"Yours, etc.,
"J. J."
Mr. Williams, to whom the above was written, adds, "I have met the above gentleman several times, and he confirms the latter part of this narrative; that Mr. Ch. is a near relation of his; that Mr. Ch. was introduced to the chief of the Padoucas, by whom he was received with much solemnity, owing to his being of white complexion, from which circumstance, as far as Mr. Ch. could understand by being amongst them, he was deemed an angel of God, his hands and his feet being washed by order of the chief, who appeared much advanced in years, his hair being long and perfectly white; that the people chiefly subsist by the produce of the chase; that the instruments they use on the occasion are generally bows and arrows; that the farther he advanced from the frontiers, the different tribes he passed through were the more civilized."
Upon the occasion of the visit of General Bowles, a chief of the Cherokees, to London, on official business, in 1792, he was waited on by several eminent Welsh gentlemen to inquire if he knew anything of the Welsh Indians. He replied, "Yes, I know them, and they are called the Padoucas, or White Indians. This title is given them because of their complexions." When a map was laid before him on which that name was inscribed, he said that these were the people, and showed the limits of their country. He said that "generally they were called the White Padoucas, but those who live in the northern parts are called Black Padoucas, because they are a mixture of the White Padoucas and other Indians. The White Padoucas are as you are, having some of them sandy, some red, and some black hair. They are very numerous, and one of the most warlike people on the continent."
The gentlemen present then informed General Bowles of the times and circumstances of Madoc's voyages, when he replied, "They must have been as early as that period, otherwise they could not have increased to be so numerous a people. I have travelled their southern boundaries from one side to the other, but have never entered their country. Another reason I have for thinking them to be Welsh is, that a Welshman was with me at home for some time, who had been a prisoner among the Spaniards and had worked in the mines of Mexico, and by some means he contrived to escape, got into the wilds, and made his way across the continent, and eventually passed through the midst of the Padoucas, and at once found himself with a people with whom he could converse, and he stayed for some time. He told me that they had several books, which were most religiously preserved in skins and were considered by them as mysteries. These they believed gave an account from whence they came. They said they had not seen a white man like themselves, who was a stranger, for a long time."

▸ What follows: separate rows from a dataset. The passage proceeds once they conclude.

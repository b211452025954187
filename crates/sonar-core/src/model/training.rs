//! Startup training: load the dataset, split it, fit, and report.

use std::path::Path;
use std::sync::Arc;

use serde::{Deserialize, Serialize};

use crate::dataset::{DatasetError, Sample, load_dataset, stratified_split};
use crate::model::logistic::{LogisticModel, ModelError, TrainingConfig};
use crate::ports::ModelHandle;

/// How the dataset is split before fitting.
#[derive(Debug, Clone, PartialEq, Serialize, Deserialize)]
pub struct SplitConfig {
    pub holdout_fraction: f64,
    pub seed: u64,
}

impl Default for SplitConfig {
    fn default() -> Self {
        Self {
            holdout_fraction: 0.1,
            seed: 1,
        }
    }
}

/// Summary of a training run, shown by `sonar train` and `/api/status`.
#[derive(Debug, Clone, PartialEq, Serialize, Deserialize)]
#[serde(rename_all = "camelCase")]
pub struct TrainingReport {
    pub train_samples: usize,
    pub holdout_samples: usize,
    pub train_accuracy: f64,
    /// `None` when the holdout fraction leaves no samples.
    pub holdout_accuracy: Option<f64>,
    pub iterations: usize,
}

#[derive(Debug, thiserror::Error)]
pub enum TrainingError {
    #[error(transparent)]
    Dataset(#[from] DatasetError),

    #[error(transparent)]
    Model(#[from] ModelError),
}

/// Split `samples` and fit a model on the training part.
pub fn train_on_samples(
    samples: &[Sample],
    split: &SplitConfig,
    config: &TrainingConfig,
) -> Result<(LogisticModel, TrainingReport), TrainingError> {
    let (train, holdout) = stratified_split(samples, split.holdout_fraction, split.seed);
    let model = LogisticModel::fit(&train, config)?;

    let report = TrainingReport {
        train_samples: train.len(),
        holdout_samples: holdout.len(),
        train_accuracy: model.accuracy(&train).unwrap_or_default(),
        holdout_accuracy: model.accuracy(&holdout),
        iterations: model.iterations(),
    };

    tracing::info!(
        train = report.train_samples,
        holdout = report.holdout_samples,
        train_accuracy = report.train_accuracy,
        holdout_accuracy = ?report.holdout_accuracy,
        iterations = report.iterations,
        "Sonar model trained"
    );

    Ok((model, report))
}

/// Load the CSV at `path` and train on it.
pub fn train_from_csv(
    path: &Path,
    split: &SplitConfig,
    config: &TrainingConfig,
) -> Result<(LogisticModel, TrainingReport), TrainingError> {
    let samples = load_dataset(path)?;
    train_on_samples(&samples, split, config)
}

/// Train once at startup.
///
/// Failure is not fatal: the handle comes back `Unavailable` with a message
/// for the UI, and the report is `None`.
pub fn startup_model(
    path: &Path,
    split: &SplitConfig,
    config: &TrainingConfig,
) -> (ModelHandle, Option<TrainingReport>) {
    match train_from_csv(path, split, config) {
        Ok((model, report)) => (ModelHandle::Ready(Arc::new(model)), Some(report)),
        Err(e) => {
            tracing::error!(path = %path.display(), error = %e, "Model training failed");
            (
                ModelHandle::Unavailable(format!("Model loading failed: {e}")),
                None,
            )
        }
    }
}
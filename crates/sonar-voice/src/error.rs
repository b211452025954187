//! Speech error types.

/// Errors raised by a speech backend.
#[derive(Debug, Clone, PartialEq, Eq, thiserror::Error)]
pub enum VoiceError {
    /// No usable speech program was found at start-up.
    #[error("No speech backend available: {0}")]
    BackendUnavailable(String),

    /// The speech program could not be launched.
    #[error("Failed to launch speech program: {0}")]
    SpawnFailed(String),

    /// The speech program ran but failed.
    #[error("Speech synthesis failed: {0}")]
    SynthesisError(String),
}
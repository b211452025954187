//! Handlers for the HTML page: `GET /`, `POST /detect`, `POST /stop`.
//!
//! Problems with the input are rendered into the page with status 200, the
//! same way the form shows them; only infrastructure failures are errors.

use axum::Form;
use axum::extract::State;
use axum::response::Html;
use serde::Deserialize;
use sonar_core::DetectError;

use super::run_blocking;
use crate::error::HttpError;
use crate::render::{self, Outcome, PageView};
use crate::state::AppState;

/// The page's single form.
#[derive(Debug, Default, Deserialize)]
pub struct SignalForm {
    #[serde(default)]
    pub signal: String,
}

/// `GET /`
pub async fn index(State(state): State<AppState>) -> Result<Html<String>, HttpError> {
    let (speech_notice, alert) = run_blocking(&state, |ctx| {
        (
            ctx.detection.take_speech_notice(),
            ctx.detection.alert_status(),
        )
    })
    .await?;

    Ok(Html(render::page(&PageView {
        signal: "",
        outcome: None,
        speech_notice,
        model_error: state.model_error(),
        alert_state: alert.state,
    })))
}

/// `POST /detect`
pub async fn detect(
    State(state): State<AppState>,
    Form(form): Form<SignalForm>,
) -> Result<Html<String>, HttpError> {
    let signal = form.signal.clone();
    let (result, speech_notice, alert) = run_blocking(&state, move |ctx| {
        let result = ctx.detection.detect(&signal);
        (
            result,
            ctx.detection.take_speech_notice(),
            ctx.detection.alert_status(),
        )
    })
    .await?;

    let outcome = match result {
        Ok(detection) => Outcome::Detected {
            class: detection.class,
            speech_problem: detection.alert.problem(),
        },
        Err(DetectError::Input(e)) => {
            tracing::debug!(error = %e, "Rejected signal input");
            Outcome::InvalidInput {
                summary: e.summary(),
                detail: e.to_string(),
            }
        }
        Err(DetectError::ModelUnavailable(reason)) => Outcome::ModelUnavailable(reason),
    };

    Ok(Html(render::page(&PageView {
        signal: &form.signal,
        outcome: Some(outcome),
        speech_notice,
        model_error: state.model_error(),
        alert_state: alert.state,
    })))
}

/// `POST /stop`
pub async fn stop(
    State(state): State<AppState>,
    Form(form): Form<SignalForm>,
) -> Result<Html<String>, HttpError> {
    let alert = run_blocking(&state, |ctx| ctx.detection.stop_alert()).await?;

    Ok(Html(render::page(&PageView {
        signal: &form.signal,
        outcome: Some(Outcome::Stopped),
        speech_notice: None,
        model_error: state.model_error(),
        alert_state: alert.state,
    })))
}
//! Application services built on the ports.

pub mod detection;

pub use detection::{DetectError, Detection, DetectionService};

General Bowles was of Irish descent, and had many respectable relatives residing in London, whither he had come on a public mission in behalf of the Cherokees.
Mr. Price, another chief, who was born among the Creeks, said that he understood not the Welsh tongue, but that his father, who was a Welshman, had frequent interviews and conversed with the Padoucas in his native language. He lived the greatest part of his life in the Creek country, and died there.
In Cox's description of Louisiana, 1782, p. 63, it is said "that Baron La Hontan, having traced the Missouri for eight hundred miles due west, found an east lake, along which resided two or three great nations, much more civilized than other Indians; and that out of this lake a great river disembogues itself into the South Sea."
The name by which he designates these people is Metocantes.
Charlevoix, vol. ii. p. 225 of the English translation, mentions "a great lake very far to the west of the Mississippi, on the banks of which are a people resembling the French, with buttons on their clothes, living in cities, and using horses in hunting buffaloes; that they are clothed with the skins of that animal, but without any arms but the bow and arrow." He calls them the Mactotatas.
Bossu, in his account of Louisiana, vol. i. p. 182, says that he had been informed by the Indians of a nation of clothed people, far to the westward of the Mississippi, who inhabited great villages built with white stone, navigated in great piraguas on the great salt-water lakes, and were governed by one despotic chief, who sent great armies into the field.